A slightly different response came from a second-year medical student. He wrote, “They complement you in a way that you never thought possible. They help you to become a more rounded person and I’ll even venture to say a better person. Also, even after the worst fight, you never want to leave their side or be spiteful. You understand that you are both humans that are not going to always get along, but never allow things to get out of hand.”

I found this response and others that echoed it particularly interesting. This person and many others in successful, healthy relationships, obviously values the way his significant other helps him grow and become a better person. But there are people who do not want their significant other to challenge them to be a better person. They want them to validate them exactly the way they are. It is the comfort of being told that whatever they do is good and right, the insulation from challenge, that they crave. Unfortunately, although they may feel comfortable, they will never truly grow.

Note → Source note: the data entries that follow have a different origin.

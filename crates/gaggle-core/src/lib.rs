pub mod config;
pub mod constants;
pub mod error;
pub mod events;
pub mod models;
pub mod net;
pub mod reconcile;
pub mod session;
pub mod store;
pub mod timeline;

// Re-export the session surface at crate root for convenience
pub use session::{ChatSession, SessionEvent};
use thiserror::Error;

/// Failure stages of an optimistic submit. Whichever stage fails first,
/// the optimistic entry is retracted and the user notified exactly once.
#[derive(Debug, Error)]
pub enum SendError {
    #[error("could not persist message: {0}")]
    Persistence(#[source] anyhow::Error),

    #[error("could not deliver message: {0}")]
    Transmission(#[source] anyhow::Error),
}
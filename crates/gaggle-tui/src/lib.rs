pub mod input;
pub mod logging;
pub mod render;
pub mod runtime;
pub mod ui;

pub use ui::{App, InputMode, View};
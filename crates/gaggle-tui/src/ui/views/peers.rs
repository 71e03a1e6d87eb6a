use ratatui::{
    layout::Rect,
    style::{Modifier, Style},
    text::{Line, Span},
    widgets::{Block, Borders, Clear, Paragraph},
    Frame,
};

use gaggle_core::net::PeerStatus;

use crate::ui::{theme, App};

/// Centered overlay with the room roster: status dot, nickname, last-seen.
pub(crate) fn render_peers(f: &mut Frame, app: &App) {
    let area = centered_rect(f.area(), 50, 50);
    f.render_widget(Clear, area);

    let lines: Vec<Line> = if app.peers.is_empty() {
        vec![Line::from(Span::styled(
            "Nobody else here yet.",
            Style::default().fg(theme::TEXT_MUTED),
        ))]
    } else {
        app.peers
            .iter()
            .map(|peer| {
                let (dot, color) = match peer.status {
                    PeerStatus::Online => ("●", theme::ACCENT_SUCCESS),
                    PeerStatus::Away => ("●", theme::ACCENT_WARNING),
                    PeerStatus::Offline => ("●", theme::ACCENT_ERROR),
                };
                let last_seen = chrono::DateTime::from_timestamp_micros(peer.last_seen)
                    .map(|dt| {
                        dt.with_timezone(&chrono::Local)
                            .format("%H:%M:%S")
                            .to_string()
                    })
                    .unwrap_or_else(|| "-".to_string());
                Line::from(vec![
                    Span::styled(format!(" {dot} "), Style::default().fg(color)),
                    Span::styled(
                        format!("{:<20}", peer.nickname),
                        Style::default()
                            .fg(theme::TEXT_PRIMARY)
                            .add_modifier(Modifier::BOLD),
                    ),
                    Span::styled(last_seen, Style::default().fg(theme::TEXT_DIM)),
                ])
            })
            .collect()
    };

    let roster = Paragraph::new(lines).block(
        Block::default()
            .borders(Borders::ALL)
            .border_style(Style::default().fg(theme::BORDER_ACTIVE))
            .title(Span::styled(
                " Peers (Esc closes) ",
                Style::default().fg(theme::TEXT_PRIMARY),
            )),
    );
    f.render_widget(roster, area);
}

fn centered_rect(area: Rect, percent_x: u16, percent_y: u16) -> Rect {
    let width = area.width * percent_x / 100;
    let height = area.height * percent_y / 100;
    Rect {
        x: area.x + (area.width - width) / 2,
        y: area.y + (area.height - height) / 2,
        width,
        height,
    }
}
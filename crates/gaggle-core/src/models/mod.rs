mod conversation;
mod display;
mod message;

pub use conversation::Conversation;
pub use display::{DisplayMessage, MessageOrigin};
pub use message::{now_micros, StoredMessage};
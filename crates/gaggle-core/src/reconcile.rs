use uuid::Uuid;

use crate::models::{DisplayMessage, MessageOrigin, StoredMessage};

/// A locally authored message shown before its persistence/transmission
/// outcome is known. The display id is a fresh local identifier, never a
/// storage id.
#[derive(Debug, Clone, PartialEq, Eq)]
pub struct OutboxMessage {
    pub display_id: String,
    pub from: String,
    pub nickname: String,
    pub text: String,
    pub sent_timestamp: i64,
}

impl OutboxMessage {
    pub fn new(from: &str, nickname: &str, text: &str, sent_timestamp: i64) -> Self {
        Self {
            display_id: format!("local-{}", Uuid::new_v4()),
            from: from.to_string(),
            nickname: nickname.to_string(),
            text: text.to_string(),
            sent_timestamp,
        }
    }
}

/// Optimistic entries awaiting an outcome. Append-only until a submit
/// fails (exact-match retraction) or the conversation changes.
#[derive(Debug, Default)]
pub struct Outbox {
    pending: Vec<OutboxMessage>,
}

impl Outbox {
    pub fn push(&mut self, message: OutboxMessage) {
        self.pending.push(message);
    }

    /// Remove the entry with exactly this display id. Returns false when
    /// no such entry is pending (e.g. it was cleared by a room switch).
    pub fn retract(&mut self, display_id: &str) -> bool {
        let before = self.pending.len();
        self.pending.retain(|m| m.display_id != display_id);
        before != self.pending.len()
    }

    pub fn clear(&mut self) {
        self.pending.clear();
    }

    pub fn pending(&self) -> &[OutboxMessage] {
        &self.pending
    }
}

/// Merge persisted/live history with optimistic sends into one
/// render-ready sequence: ascending sentTimestamp, ties resolved
/// optimistic-before-remote so a confirmation arriving with an equal
/// stamp cannot make the bubble jump. An optimistic entry whose
/// (sender, text, timestamp) already appears in history is suppressed;
/// the confirmed copy supersedes it.
///
/// `local_node_id` is None until the identity lookup resolves; every
/// message renders as not-mine until then.
pub fn merge(
    history: &[StoredMessage],
    pending: &[OutboxMessage],
    local_node_id: Option<&str>,
) -> Vec<DisplayMessage> {
    let is_mine = |from: &str| local_node_id.is_some_and(|id| id == from);

    let mut merged: Vec<DisplayMessage> = pending
        .iter()
        .filter(|p| {
            !history.iter().any(|h| {
                h.sender_id == p.from && h.content == p.text && h.created_at == p.sent_timestamp
            })
        })
        .map(|p| DisplayMessage {
            display_id: p.display_id.clone(),
            from: p.from.clone(),
            nickname: p.nickname.clone(),
            text: p.text.clone(),
            sent_timestamp: p.sent_timestamp,
            is_mine: is_mine(&p.from),
            origin: MessageOrigin::Local,
        })
        .collect();

    merged.extend(history.iter().map(|h| DisplayMessage {
        display_id: format!("remote-{}", h.id),
        from: h.sender_id.clone(),
        nickname: h.nickname.clone(),
        text: h.content.clone(),
        sent_timestamp: h.created_at,
        is_mine: is_mine(&h.sender_id),
        origin: MessageOrigin::Remote,
    }));

    // Stable sort: equal (timestamp, origin) keeps insertion order
    merged.sort_by_key(|m| (m.sent_timestamp, m.origin));
    merged
}

#[cfg(test)]
mod tests {
    use super::*;

    fn stored(id: &str, sender: &str, text: &str, at: i64) -> StoredMessage {
        StoredMessage {
            id: id.to_string(),
            conversation_id: "room".to_string(),
            sender_id: sender.to_string(),
            nickname: sender.to_string(),
            content: text.to_string(),
            created_at: at,
        }
    }

    #[test]
    fn test_merge_sorts_by_timestamp() {
        let history = vec![
            stored("a", "peer", "first", 100),
            stored("b", "peer", "third", 300),
        ];
        let pending = vec![OutboxMessage::new("me", "Me", "second", 200)];

        let merged = merge(&history, &pending, Some("me"));
        let texts: Vec<&str> = merged.iter().map(|m| m.text.as_str()).collect();
        assert_eq!(texts, ["first", "second", "third"]);
        assert!(merged[1].is_mine);
        assert!(!merged[0].is_mine);
    }

    /// Equal timestamps: the optimistic entry sorts before the remote
    /// one. Strictly earlier remote stamps still win.
    #[test]
    fn test_tie_breaks_optimistic_first_but_strict_order_wins() {
        let pending = vec![OutboxMessage::new("me", "Me", "mine", 200)];

        let tie = vec![stored("a", "peer", "theirs", 200)];
        let merged = merge(&tie, &pending, Some("me"));
        assert_eq!(merged[0].origin, MessageOrigin::Local);
        assert_eq!(merged[1].origin, MessageOrigin::Remote);

        let earlier = vec![stored("a", "peer", "theirs", 199)];
        let merged = merge(&earlier, &pending, Some("me"));
        assert_eq!(merged[0].text, "theirs");
        assert_eq!(merged[1].text, "mine");
    }

    #[test]
    fn test_confirmed_copy_supersedes_optimistic_entry() {
        let pending = vec![OutboxMessage::new("me", "Me", "hello", 500)];
        // The send was echoed back and persisted with the same stamp
        let history = vec![stored("a", "me", "hello", 500)];

        let merged = merge(&history, &pending, Some("me"));
        assert_eq!(merged.len(), 1);
        assert_eq!(merged[0].origin, MessageOrigin::Remote);
        assert!(merged[0].is_mine);
    }

    #[test]
    fn test_same_text_different_stamp_is_not_deduplicated() {
        let pending = vec![OutboxMessage::new("me", "Me", "hello", 500)];
        let history = vec![stored("a", "me", "hello", 499)];
        assert_eq!(merge(&history, &pending, Some("me")).len(), 2);
    }

    #[test]
    fn test_unresolved_identity_renders_not_mine() {
        let pending = vec![OutboxMessage::new("me", "Me", "hello", 500)];
        let history = vec![stored("a", "me", "earlier", 400)];

        let merged = merge(&history, &pending, None);
        assert!(merged.iter().all(|m| !m.is_mine));
        // Order is still deterministic
        assert_eq!(merged[0].text, "earlier");
    }

    #[test]
    fn test_display_ids_are_stable_and_disjoint() {
        let pending = vec![OutboxMessage::new("me", "Me", "hello", 500)];
        let history = vec![stored("a", "peer", "hi", 400)];

        let first = merge(&history, &pending, Some("me"));
        let second = merge(&history, &pending, Some("me"));
        assert_eq!(first, second);
        assert!(first[0].display_id.starts_with("remote-"));
        assert!(first[1].display_id.starts_with("local-"));
    }

    #[test]
    fn test_retract_is_exact_match_only() {
        let mut outbox = Outbox::default();
        let a = OutboxMessage::new("me", "Me", "one", 1);
        let b = OutboxMessage::new("me", "Me", "two", 2);
        let a_id = a.display_id.clone();
        outbox.push(a);
        outbox.push(b);

        assert!(outbox.retract(&a_id));
        assert_eq!(outbox.pending().len(), 1);
        assert_eq!(outbox.pending()[0].text, "two");
        // Retracting again is a no-op
        assert!(!outbox.retract(&a_id));
    }
}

Another student said, “I just knew, right away, that this relationship was different from any that had come before. Part of it was that we shared so much in common, but a lot of it, too, was that we were able to work well together when the going got tough. We handled the hard times well and to me, that was the biggest sign.”

This was reflected again and again in the people I spoke with. A mentor and friend of mine once told me that he would recommend to anyone thinking about marriage that they spend a year traveling together first. If they can travel well together, away from their comfort zones, dealing with the stress and frustration that at times accompany prolonged travel, then they are probably compatible in a way that will lead them to success in a long relationship. When the big changes and stressors come, like having children, they will be able to work together, adapt and grow stronger.In the end, there is no definite answer, no set formula to know if we have found “the right relationship” for us beyond all doubt. But a guiding path, at least, is suggested by Rainer Maria Rilke, a German poet from the turn of the century. He writes, convincingly, that not only should we not be afraid to be alone, we should embrace it. Only then, eventually, can we ever enter into a healthy relationship.

I will end, for now, with a quote from a compilation of his writing entitled Letters to a Young Poet. Rilke writes, “For one human being to love another: that is perhaps the most difficult of all our tasks, the ultimate, the last test and proof, the work for which all other work is but preparation. For this reason young people, who are beginners in everything, cannot yet know love: they have to learn it. With their whole being, with all their forces, gathered close about their lonely, timid, upward-beating heart, they must learn to love. But learning-time is always a long, secluded time…. Love is at first not anything that means merging, giving over and uniting with another, it is a high inducement to the individual to ripen, to become something in himself… Merging is not for them (who must save and gather for a long, long time still)…”

Jed Wolpaw is a second-year medical student.